Soda
Sales Go Flat, Industry Fights Back
On
the surface it seemed like a double blow to the
soda industry.
According
to data released earlier this month by Beverage
Digest, an industry trade journal, the number
of cases of soda sold in the United States has
declined for the first time in 20 years.
In case your subscription to Beverage Digest has
lapsed, I'll share the figures. The case
volume in 2005 was down 0.7 percent, to a mere
10.2 billion cases of soda.
A
study in the journal Pediatrics this month showed
a direct correlation between weight gain in teenagers
and the consumption of soda and other sugary drinks.
In
case your subscription to Pediatrics has lapsed,
too: The study involved 103 teenagers who were
regularly consuming about 350 calories worth of
sugary drinks a day. Half of these kids
were given a supply of bottled water, unsweetened
teas and other non-caloric drinks for 25 weeks.
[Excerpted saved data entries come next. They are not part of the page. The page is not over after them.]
//! Duration-based animation tasks tracked on behalf of the visual layer.

use std::{
    collections::{BTreeMap, BTreeSet},
    time::Duration,
};

use cube_roll_core::{Animation, CubeId, TaskId};
use glam::Vec3;

/// Source of animation completions.
#[derive(Clone, Copy, Debug, Default, PartialEq, Eq, Hash)]
pub enum CompletionMode {
    /// Tasks complete once the ticked clock covers their duration.
    #[default]
    Timed,
    /// Tasks complete only when the visual layer reports them.
    External,
}

#[derive(Clone, Debug)]
pub(crate) struct AnimationTask {
    pub(crate) cube: CubeId,
    pub(crate) animation: Animation,
    duration: Duration,
    elapsed: Duration,
    start: Vec3,
    pub(crate) end: Vec3,
}

impl AnimationTask {
    fn progress(&self) -> f32 {
        if self.duration.is_zero() {
            return 1.0;
        }
        (self.elapsed.as_secs_f32() / self.duration.as_secs_f32()).clamp(0.0, 1.0)
    }

    fn position(&self) -> Vec3 {
        self.start.lerp(self.end, self.progress())
    }

    fn is_due(&self) -> bool {
        self.elapsed >= self.duration
    }
}

/// Outcome of advancing one task by a tick.
#[derive(Clone, Copy, Debug)]
pub(crate) struct TaskProgress {
    pub(crate) task: TaskId,
    pub(crate) cube: CubeId,
    pub(crate) animation: Animation,
    pub(crate) position: Vec3,
    pub(crate) due: bool,
}

#[derive(Debug)]
pub(crate) struct AnimationDriver {
    mode: CompletionMode,
    tasks: BTreeMap<TaskId, AnimationTask>,
    next_task: u32,
}

impl AnimationDriver {
    pub(crate) fn new(mode: CompletionMode) -> Self {
        Self {
            mode,
            tasks: BTreeMap::new(),
            next_task: 0,
        }
    }

    pub(crate) fn mode(&self) -> CompletionMode {
        self.mode
    }

    pub(crate) fn start(
        &mut self,
        cube: CubeId,
        animation: Animation,
        duration: Duration,
        start: Vec3,
        end: Vec3,
    ) -> TaskId {
        let task = TaskId::new(self.next_task);
        self.next_task = self.next_task.wrapping_add(1);
        let _ = self.tasks.insert(
            task,
            AnimationTask {
                cube,
                animation,
                duration,
                elapsed: Duration::ZERO,
                start,
                end,
            },
        );
        task
    }

    /// Advances every task, reporting interpolated positions in task order.
    pub(crate) fn advance(&mut self, dt: Duration) -> Vec<TaskProgress> {
        self.tasks
            .iter_mut()
            .map(|(task, state)| {
                state.elapsed = state.elapsed.saturating_add(dt).min(state.duration);
                TaskProgress {
                    task: *task,
                    cube: state.cube,
                    animation: state.animation,
                    position: state.position(),
                    due: state.is_due(),
                }
            })
            .collect()
    }

    pub(crate) fn take(&mut self, task: TaskId) -> Option<AnimationTask> {
        self.tasks.remove(&task)
    }

    /// Drops every task animating the cube, returning how many were dropped.
    pub(crate) fn cancel_for(&mut self, cube: CubeId) -> usize {
        let before = self.tasks.len();
        self.tasks.retain(|_, state| state.cube != cube);
        before - self.tasks.len()
    }

    pub(crate) fn is_animating(&self, cube: CubeId) -> bool {
        self.tasks.values().any(|state| state.cube == cube)
    }

    pub(crate) fn len(&self) -> usize {
        self.tasks.len()
    }
}

/// Expected versus finished members of a rise batch.
#[derive(Clone, Debug)]
pub(crate) struct CompletionBatch {
    expected: BTreeSet<CubeId>,
    finished: BTreeSet<CubeId>,
}

impl CompletionBatch {
    pub(crate) fn new(expected: BTreeSet<CubeId>) -> Self {
        Self {
            expected,
            finished: BTreeSet::new(),
        }
    }

    /// Counts a completion once; duplicates and strangers are ignored.
    pub(crate) fn record(&mut self, cube: CubeId) -> bool {
        self.expected.contains(&cube) && self.finished.insert(cube)
    }

    /// Stops waiting for a cube that left the batch early.
    pub(crate) fn forget(&mut self, cube: CubeId) {
        let _ = self.expected.remove(&cube);
        let _ = self.finished.remove(&cube);
    }

    pub(crate) fn is_complete(&self) -> bool {
        self.finished.len() == self.expected.len()
    }

    pub(crate) fn finished(&self) -> usize {
        self.finished.len()
    }
}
This led to an 82 percent drop in the consumption
of the sugary stuff and a weight loss of about
a pound a month. There was no weight loss,
of course, in the control group.
But
before you shed a tear for the soda industry,
keep in mind the underreported fact that while
sales were down last year, sales revenue went
up because the prices were higher. And Coca-Cola
and PepsiCo own over half the bottled water market,
anyway, as well as a considerable amount of the
tea trade.
Nevertheless,
the American Beverage Association, a lobbying
group for the beverage industry, quickly lashed
out at the study with this classic, pro-industry
statement: "It stands to reason that
anyone could lose weight if calories from any
certain food or beverage are removed and not replaced
by other calories. Soft drinks are not distinctive
in this regard."
That's
right. And how bad is smoking for you, really,
when you replace it with eating dioxin?
This
is industry smokescreen and bad medicine.
At issue here is the concept of empty calories.
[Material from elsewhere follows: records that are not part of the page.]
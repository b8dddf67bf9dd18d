#![deny(
    unsafe_code,
    missing_docs,
    dead_code,
    unused_results,
    non_snake_case,
    unreachable_pub
)]

//! Blow, melt and green chain-reaction logic over the ground and playing layers.

use std::collections::BTreeSet;

use cube_roll_core::{Command, CubeId, CubeType, CubeView, Event, GridPos, InvalidOperation};

/// Pure system that resolves blows into type changes and melts.
#[derive(Debug, Default)]
pub struct ReactionEngine {
    melts_requested: u64,
}

impl ReactionEngine {
    /// Creates a new reaction engine.
    #[must_use]
    pub fn new() -> Self {
        Self::default()
    }

    /// Total number of melts requested since creation.
    #[must_use]
    pub fn melts_requested(&self) -> u64 {
        self.melts_requested
    }

    /// Consumes blow and reaction requests to emit melt commands.
    pub fn handle(&mut self, events: &[Event], cubes: &CubeView, out: &mut Vec<Command>) {
        for event in events {
            match event {
                Event::BlowRequested { ground } => {
                    if self.blow(cubes, *ground, out) {
                        out.push(Command::ClearSelection);
                    }
                }
                Event::GreenReactionRequested => {
                    let _ = self.trigger_green_reaction(cubes, out);
                }
                _ => {}
            }
        }
    }

    /// Blows from a ground cube at rest.
    ///
    /// A green ground cube blows its whole neighbourhood; any other one melts
    /// the cube resting above it. Returns `false` and reports the reason when
    /// nothing could be blown.
    pub fn blow(&mut self, cubes: &CubeView, ground: CubeId, out: &mut Vec<Command>) -> bool {
        let Some(center) = cubes.cube(ground).filter(|cube| cube.is_ground_at_rest()) else {
            out.push(Command::ReportRejection {
                reason: InvalidOperation::NotGroundCube { cube: ground },
            });
            return false;
        };

        if center.classic_type == CubeType::Green {
            let melts = self.blow_area(cubes, center.cell, out);
            tracing::info!(cell = %center.cell, melts, "green ground cube blown");
            return true;
        }

        match cubes.above(center.cell) {
            Some(above) => {
                self.melt_single(above.id, center.id, out);
                true
            }
            None => {
                tracing::debug!(cell = %center.cell, "nothing above blown ground cube");
                out.push(Command::ReportRejection {
                    reason: InvalidOperation::NoCubeAbove { cell: center.cell },
                });
                false
            }
        }
    }

    /// Turns a green center Gray, then melts every cube resting above its 3×3
    /// neighbourhood. Returns the number of melts requested.
    pub fn blow_area(
        &mut self,
        cubes: &CubeView,
        center: GridPos,
        out: &mut Vec<Command>,
    ) -> usize {
        self.blow_area_once(cubes, center, &mut BTreeSet::new(), out)
    }

    /// Melts `above` onto `ground`; the ground takes the melted cube's identity.
    pub fn melt_single(&mut self, above: CubeId, ground: CubeId, out: &mut Vec<Command>) {
        self.melts_requested = self.melts_requested.saturating_add(1);
        out.push(Command::MeltCube {
            cube: above,
            onto: ground,
        });
    }

    /// Blows the neighbourhood of every green ground cube, regardless of selection.
    ///
    /// A cube shared by several neighbourhoods melts once. Returns the number
    /// of melts requested.
    pub fn trigger_green_reaction(&mut self, cubes: &CubeView, out: &mut Vec<Command>) -> usize {
        let centers: Vec<GridPos> = cubes
            .ground()
            .filter(|cube| cube.classic_type == CubeType::Green)
            .map(|cube| cube.cell)
            .collect();

        let mut claimed = BTreeSet::new();
        let melts: usize = centers
            .iter()
            .map(|center| self.blow_area_once(cubes, *center, &mut claimed, out))
            .sum();
        tracing::info!(centers = centers.len(), melts, "green reaction triggered");
        melts
    }

    fn blow_area_once(
        &mut self,
        cubes: &CubeView,
        center: GridPos,
        claimed: &mut BTreeSet<CubeId>,
        out: &mut Vec<Command>,
    ) -> usize {
        if let Some(ground) = cubes.ground_at(center) {
            if ground.classic_type == CubeType::Green {
                out.push(Command::ChangeCubeType {
                    cube: ground.id,
                    kind: CubeType::Gray,
                });
            }
        }

        let mut melts = 0;
        for cell in center.neighborhood() {
            let (Some(ground), Some(above)) = (cubes.ground_at(cell), cubes.above(cell)) else {
                continue;
            };
            if claimed.insert(above.id) {
                self.melt_single(above.id, ground.id, out);
                melts += 1;
            }
        }
        melts
    }
}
Sugary drinks offer little nutritional value.
They are liquid candies. A 20-ounce bottle
of regular soda pop contains nearly 70 grams of
sugar, almost five tablespoons. A gram is
about the weight of a raisin. Fill a glass
with 70 raisins, and you'll get an idea of how
much sugar you're ingesting when you drink soda.
Think
back to those kids drinking 350 calories a day.
The average person needs about 2,000 to 2,200
calories a day. So more than 15 percent
of these kids' calories are providing no nutrients.
Two 20-ounce Cokes total 500 calories, a quarter
of the quota. This is clearly not conducive
to weight management.
And
the American Beverage Association is wrong about
soda being just like any other 350 calories.
Simple, processed sugars in soda, such as corn
syrup, quickly raise blood sugar levels and over-tax
the insulin-producing pancreas, a major cause
of diabetes.
The
beverage industry should welcome the news of declining
soda sales and adverse health affects. Bottled
filtered water, as opposed to spring water and
mineral water, is municipal tap water filtered
to an unspecified degree (company secret).
This kind of bottled water is soda without the
soda, sold for about the same price. I thought
these guys would have read the soda health report.